● Dataset extract
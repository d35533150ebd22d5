mod common;

use axum::extract::State;
use siopao_storefront::routes::health::health_check;

#[tokio::test]
async fn health_check_reports_database() {
    let app = common::test_app().await;
    let response = health_check(State(app.state)).await;
    assert_eq!(response.0.message, "Health check");

    let data = response.0.data.expect("health data");
    assert_eq!(data.status, "ok");
    assert_eq!(data.database, "ok");
}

● Assignment
No line before the one containing "use siopao_storefront::routes::health::health_check;" should be copied; restate that line and all the rest through the end of the data above word for word.

● Exercise solution
use siopao_storefront::routes::health::health_check;

#[tokio::test]
async fn health_check_reports_database() {
    let app = common::test_app().await;
    let response = health_check(State(app.state)).await;
    assert_eq!(response.0.message, "Health check");

    let data = response.0.data.expect("health data");
    assert_eq!(data.status, "ok");
    assert_eq!(data.database, "ok");
}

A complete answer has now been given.